第三話 都市と少女
人の過去には様々なものがある。
幼いころの笑い話、初恋の思い出、所謂廚二病だったころの記憶そして人には言えない壮絶な過去--
しかし年が経過するにつれて、そういったものはほとんどが笑い話へと昇華していく。
誰にでも経験のあること。然るに、過去の出来事に対して"逆鱗に触れる"ということは
本来起きないはずである。
「そういえば、クリスタはどこに住んでるの?」
ではあるものの、全く他意のない一言で相手を怒りの世界へ放り込んでしまうことがある。
アドラーが否定した"トラウマ"は現代社会において人間と切っても切り離せない関係にあるのだ。
そして私は、アドラーが生きた時代よりも300年以上前の街並みがある世界に私は飛ばされた。
「家らしい家はないわよ。孤児院だもの。」
孤児院...。「身寄りのない子供が自立できるようになるまで、教会のシスターなどが面倒を見る場所」
というのが多くの人にとっての大まかなイメージであり、学校では"道徳"の授業でふんわりと学習する。
しかし実際は2014年の事件(*1)からも分かるように、多くの子供が放棄され後に餓死した状態で
発見されたり、仮に成人したとしても犯罪率が一般家庭の子供に比べ20倍ほど高かったりと、
アニメや漫画で見るような修道院・孤児院は非常に少なかったのだ。
などと、元の世界で得た知識を並べつつ、目の前にいる"健気"な少女に戸惑いを生む。
「失礼かもしれないけど、クリスタの両親とかは...?」
本当に自分がクズだと感じた。
大体答えは分かるし、彼女がどんな思いをするかなんて考えてもいなかった。
前の世界で告白回数に対してデートに行けた回数が見合わないのはこういうところなんだと思う。
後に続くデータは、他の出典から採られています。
use crate::error::{CatalogError, Result};
use relaypost_common::types::{Channel, RecipientRole};
use serde::{Deserialize, Serialize};
use std::collections::{BTreeMap, BTreeSet};

/// Channel-specific message content. The shape depends on the channel:
/// email carries a subject, push carries a title, sms/whatsapp are
/// body-only. Empty strings are valid (and render to empty messages).
#[derive(Debug, Clone, PartialEq, Eq)]
pub enum ChannelContent {
    Email { subject: String, body: String },
    Sms { body: String },
    Whatsapp { body: String },
    Push { title: String, body: String },
}

/// Addressable leaf fields for the single mutation primitive
/// [`NotificationTemplate::with_field`].
#[derive(Debug, Clone, Copy, PartialEq, Eq, Serialize, Deserialize, utoipa::ToSchema)]
#[serde(rename_all = "lowercase")]
pub enum TemplateField {
    Subject,
    Title,
    Body,
}

impl std::fmt::Display for TemplateField {
    fn fmt(&self, f: &mut std::fmt::Formatter<'_>) -> std::fmt::Result {
        match self {
            TemplateField::Subject => write!(f, "subject"),
            TemplateField::Title => write!(f, "title"),
            TemplateField::Body => write!(f, "body"),
        }
    }
}

impl ChannelContent {
    /// The all-empty content for a channel. Every (role, channel) leaf of a
    /// template starts here, so renderers never meet a missing leaf.
    pub fn empty_for(channel: Channel) -> Self {
        match channel {
            Channel::Email => ChannelContent::Email {
                subject: String::new(),
                body: String::new(),
            },
            Channel::Sms => ChannelContent::Sms { body: String::new() },
            Channel::Whatsapp => ChannelContent::Whatsapp { body: String::new() },
            Channel::Push => ChannelContent::Push {
                title: String::new(),
                body: String::new(),
            },
        }
    }

    pub fn channel(&self) -> Channel {
        match self {
            ChannelContent::Email { .. } => Channel::Email,
            ChannelContent::Sms { .. } => Channel::Sms,
            ChannelContent::Whatsapp { .. } => Channel::Whatsapp,
            ChannelContent::Push { .. } => Channel::Push,
        }
    }

    pub fn body(&self) -> &str {
        match self {
            ChannelContent::Email { body, .. }
            | ChannelContent::Sms { body }
            | ChannelContent::Whatsapp { body }
            | ChannelContent::Push { body, .. } => body,
        }
    }

    pub fn subject(&self) -> Option<&str> {
        match self {
            ChannelContent::Email { subject, .. } => Some(subject),
            _ => None,
        }
    }

    pub fn title(&self) -> Option<&str> {
        match self {
            ChannelContent::Push { title, .. } => Some(title),
            _ => None,
        }
    }

    /// True when every field of the leaf is empty.
    pub fn is_blank(&self) -> bool {
        match self {
            ChannelContent::Email { subject, body } => subject.is_empty() && body.is_empty(),
            ChannelContent::Sms { body } | ChannelContent::Whatsapp { body } => body.is_empty(),
            ChannelContent::Push { title, body } => title.is_empty() && body.is_empty(),
        }
    }

    /// Set one field, rejecting fields the channel does not have.
    pub fn set_field(&mut self, field: TemplateField, value: String) -> Result<()> {
        match (self, field) {
            (ChannelContent::Email { subject, .. }, TemplateField::Subject) => *subject = value,
            (ChannelContent::Push { title, .. }, TemplateField::Title) => *title = value,
            (
                ChannelContent::Email { body, .. }
                | ChannelContent::Sms { body }
                | ChannelContent::Whatsapp { body }
                | ChannelContent::Push { body, .. },
                TemplateField::Body,
            ) => *body = value,
            (content, field) => {
                return Err(CatalogError::InvalidField {
                    channel: content.channel().to_string(),
                    field: field.to_string(),
                })
            }
        }
        Ok(())
    }
}

/// One row of the normalized content table, as carried on the wire:
/// `(role, channel)` composite key plus the channel's fields. `subject`
/// and `title` are present only where the channel defines them.
#[derive(Debug, Clone, Serialize, Deserialize, utoipa::ToSchema)]
pub struct ContentRow {
    pub role: RecipientRole,
    pub channel: Channel,
    #[serde(default, skip_serializing_if = "Option::is_none")]
    pub subject: Option<String>,
    #[serde(default, skip_serializing_if = "Option::is_none")]
    pub title: Option<String>,
    #[serde(default)]
    pub body: String,
}

impl ContentRow {
    fn into_content(self) -> ChannelContent {
        match self.channel {
            Channel::Email => ChannelContent::Email {
                subject: self.subject.unwrap_or_default(),
                body: self.body,
            },
            Channel::Sms => ChannelContent::Sms { body: self.body },
            Channel::Whatsapp => ChannelContent::Whatsapp { body: self.body },
            Channel::Push => ChannelContent::Push {
                title: self.title.unwrap_or_default(),
                body: self.body,
            },
        }
    }

    fn from_content(role: RecipientRole, content: &ChannelContent) -> Self {
        Self {
            role,
            channel: content.channel(),
            subject: content.subject().map(str::to_string),
            title: content.title().map(str::to_string),
            body: content.body().to_string(),
        }
    }
}

/// The normalized (role, channel) → content table. The constructor
/// materializes every role × channel leaf, making the "every leaf
/// exists" invariant structural instead of conventional.
#[derive(Debug, Clone, PartialEq)]
pub struct ContentTable(BTreeMap<(RecipientRole, Channel), ChannelContent>);

impl ContentTable {
    pub fn full() -> Self {
        let mut map = BTreeMap::new();
        for role in RecipientRole::ALL {
            for channel in Channel::ALL {
                map.insert((role, channel), ChannelContent::empty_for(channel));
            }
        }
        Self(map)
    }

    pub fn get(&self, role: RecipientRole, channel: Channel) -> &ChannelContent {
        // The constructor and deserializer materialize all leaves.
        &self.0[&(role, channel)]
    }

    fn get_mut(&mut self, role: RecipientRole, channel: Channel) -> &mut ChannelContent {
        self.0
            .entry((role, channel))
            .or_insert_with(|| ChannelContent::empty_for(channel))
    }

    /// Replace one leaf wholesale; the content's channel wins over
    /// whatever was stored before.
    pub fn set(&mut self, role: RecipientRole, content: ChannelContent) {
        self.0.insert((role, content.channel()), content);
    }

    pub fn rows(&self) -> Vec<ContentRow> {
        self.0
            .iter()
            .map(|((role, _), content)| ContentRow::from_content(*role, content))
            .collect()
    }

    pub fn iter(&self) -> impl Iterator<Item = (&(RecipientRole, Channel), &ChannelContent)> {
        self.0.iter()
    }
}

impl Default for ContentTable {
    fn default() -> Self {
        Self::full()
    }
}

impl Serialize for ContentTable {
    fn serialize<S: serde::Serializer>(&self, serializer: S) -> std::result::Result<S::Ok, S::Error> {
        self.rows().serialize(serializer)
    }
}

impl<'de> Deserialize<'de> for ContentTable {
    fn deserialize<D: serde::Deserializer<'de>>(deserializer: D) -> std::result::Result<Self, D::Error> {
        let rows = Vec::<ContentRow>::deserialize(deserializer)?;
        // Start from the full table so missing rows come out as empty
        // leaves rather than missing keys.
        let mut table = ContentTable::full();
        for row in rows {
            let role = row.role;
            table.0.insert((role, row.channel), row.into_content());
        }
        Ok(table)
    }
}

/// Message templates for one event: the per-role per-channel content
/// table plus the ordered placeholder vocabulary valid for the event.
#[derive(Debug, Clone, PartialEq, Serialize, Deserialize, utoipa::ToSchema)]
pub struct NotificationTemplate {
    pub id: String,
    /// Foreign key to the owning event; one template record per event.
    pub event_id: String,
    pub name: String,
    pub description: String,
    pub category: String,
    /// Placeholder names valid for this event, in display order.
    pub placeholders: Vec<String>,
    #[schema(value_type = Vec<ContentRow>)]
    pub contents: ContentTable,
}

impl NotificationTemplate {
    pub fn new(
        id: impl Into<String>,
        event_id: impl Into<String>,
        name: impl Into<String>,
        description: impl Into<String>,
        category: impl Into<String>,
        placeholders: Vec<String>,
    ) -> Self {
        Self {
            id: id.into(),
            event_id: event_id.into(),
            name: name.into(),
            description: description.into(),
            category: category.into(),
            placeholders,
            contents: ContentTable::full(),
        }
    }

    /// The full four-channel bundle for `role`. Roles the event disallows
    /// still get a bundle (all-empty by construction); callers decide
    /// whether a role is reachable, the store does not.
    pub fn content_for(&self, role: RecipientRole) -> BTreeMap<Channel, &ChannelContent> {
        Channel::ALL
            .iter()
            .map(|ch| (*ch, self.contents.get(role, *ch)))
            .collect()
    }

    /// Immutable-style single-leaf update: returns a new record with
    /// exactly one field changed, every other leaf untouched. This is the
    /// only mutation primitive; all editing flows reduce to it.
    pub fn with_field(
        &self,
        role: RecipientRole,
        channel: Channel,
        field: TemplateField,
        value: impl Into<String>,
    ) -> Result<Self> {
        let mut next = self.clone();
        next.contents
            .get_mut(role, channel)
            .set_field(field, value.into())?;
        Ok(next)
    }
}

/// The default active tab when a template editor opens: the first of the
/// event's recipient roles in the fixed admin → retailer → customer
/// order. Ephemeral UI state, never persisted.
pub fn default_role(recipients: &BTreeSet<RecipientRole>) -> Option<RecipientRole> {
    recipients.iter().next().copied()
}

#[cfg(test)]
mod tests {
    use super::*;

    #[test]
    fn new_template_has_all_leaves() {
        let t = NotificationTemplate::new("t1", "e1", "n", "d", "c", vec![]);
        for role in RecipientRole::ALL {
            for ch in Channel::ALL {
                let leaf = t.contents.get(role, ch);
                assert_eq!(leaf.channel(), ch);
                assert!(leaf.is_blank());
            }
        }
    }

    #[test]
    fn with_field_changes_exactly_one_leaf() {
        let t = NotificationTemplate::new("t1", "e1", "n", "d", "c", vec![]);
        let updated = t
            .with_field(
                RecipientRole::Customer,
                Channel::Email,
                TemplateField::Subject,
                "X",
            )
            .unwrap();

        for role in RecipientRole::ALL {
            for ch in Channel::ALL {
                let before = t.contents.get(role, ch);
                let after = updated.contents.get(role, ch);
                if role == RecipientRole::Customer && ch == Channel::Email {
                    assert_eq!(after.subject(), Some("X"));
                    assert_eq!(after.body(), "");
                } else {
                    assert_eq!(before, after);
                }
            }
        }
        // original untouched
        assert!(t.contents.get(RecipientRole::Customer, Channel::Email).is_blank());
    }

    #[test]
    fn invalid_field_is_rejected() {
        let t = NotificationTemplate::new("t1", "e1", "n", "d", "c", vec![]);
        let err = t
            .with_field(RecipientRole::Admin, Channel::Sms, TemplateField::Subject, "X")
            .unwrap_err();
        assert!(err.to_string().contains("subject"));
    }

    #[test]
    fn content_bundle_exists_for_unreachable_roles() {
        let t = NotificationTemplate::new("t1", "e1", "n", "d", "c", vec![]);
        let bundle = t.content_for(RecipientRole::Admin);
        assert_eq!(bundle.len(), 4);
        assert!(bundle.values().all(|c| c.is_blank()));
    }

    #[test]
    fn default_role_follows_fixed_order() {
        let set: BTreeSet<_> = [RecipientRole::Customer, RecipientRole::Retailer]
            .into_iter()
            .collect();
        assert_eq!(default_role(&set), Some(RecipientRole::Retailer));
        assert_eq!(default_role(&BTreeSet::new()), None);
    }

    #[test]
    fn content_table_roundtrips_sparse_json() {
        let json = serde_json::json!([
            {"role": "retailer", "channel": "email", "subject": "S", "body": "B"}
        ]);
        let table: ContentTable = serde_json::from_value(json).unwrap();
        assert_eq!(
            table.get(RecipientRole::Retailer, Channel::Email).subject(),
            Some("S")
        );
        // Missing rows materialize as empty leaves.
        assert!(table.get(RecipientRole::Admin, Channel::Push).is_blank());
    }
}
しかし、この少女が孤児院出身だということが何とも信じられなかったのだ。
「...。あなたが何を思ってそんなことを聞いてくるのか知らないし、
あなたがどんな所で育ったのかも知らないけど、流石に失礼よ。
両親は精励恪勤で仲もよかったのだけれど、私が生まれてすぐ、空襲で...」
「ごめん。辛いことを聞いてしまった。本当にごめん。」
謝ったはいいものの、中々気まずくなってその日は分かれた。
「空襲...この街には戦争の跡は何もなかったけどなぁ。」
空襲で"両親"とも亡くなるということは無差別爆撃や艦砲射撃などを伴う総力戦状態の大きな戦争が
起きていたはずだ。しかしこの町は見渡す限り築100年は超えていそうな建築物ばかりで、
町の人々を見ていても、戦争が起きていたとは思えない。
取り合えず昨日見かけた書店と図書館で何か情報を得ようと思った。
常識的に考えれば、何も知らない世界に飛ばされているのだから、いち早く交番に行き
何らかの形で保護を乞いたいところだが、
「いきなり知らない街にいた」というヤク廚まがいな発言で捕らえられても困るし、
交番や警察署らしい建物も見当たらない。
この街にはどうやら市役所はおろか、警察や消防といった行政サービスも存在していないし、
"国家"や"都市"という考え方も存在しないようだ---
*1 2014年にアイルランドのマグダレン洗濯所という既に封鎖済みの施設から数百体に及ぶ孤児の遺体が発見された事件。白骨化しており、アウシュヴィッツなどを彷彿とする現場だったらしい。
お久しぶりです。覚えていらっしゃいますでしょうか。というより始めまして。ものを書くというのは本を読む何倍もの労力が必要なのでありまして、しばらく本の世界に逃げておりました。悪しからず。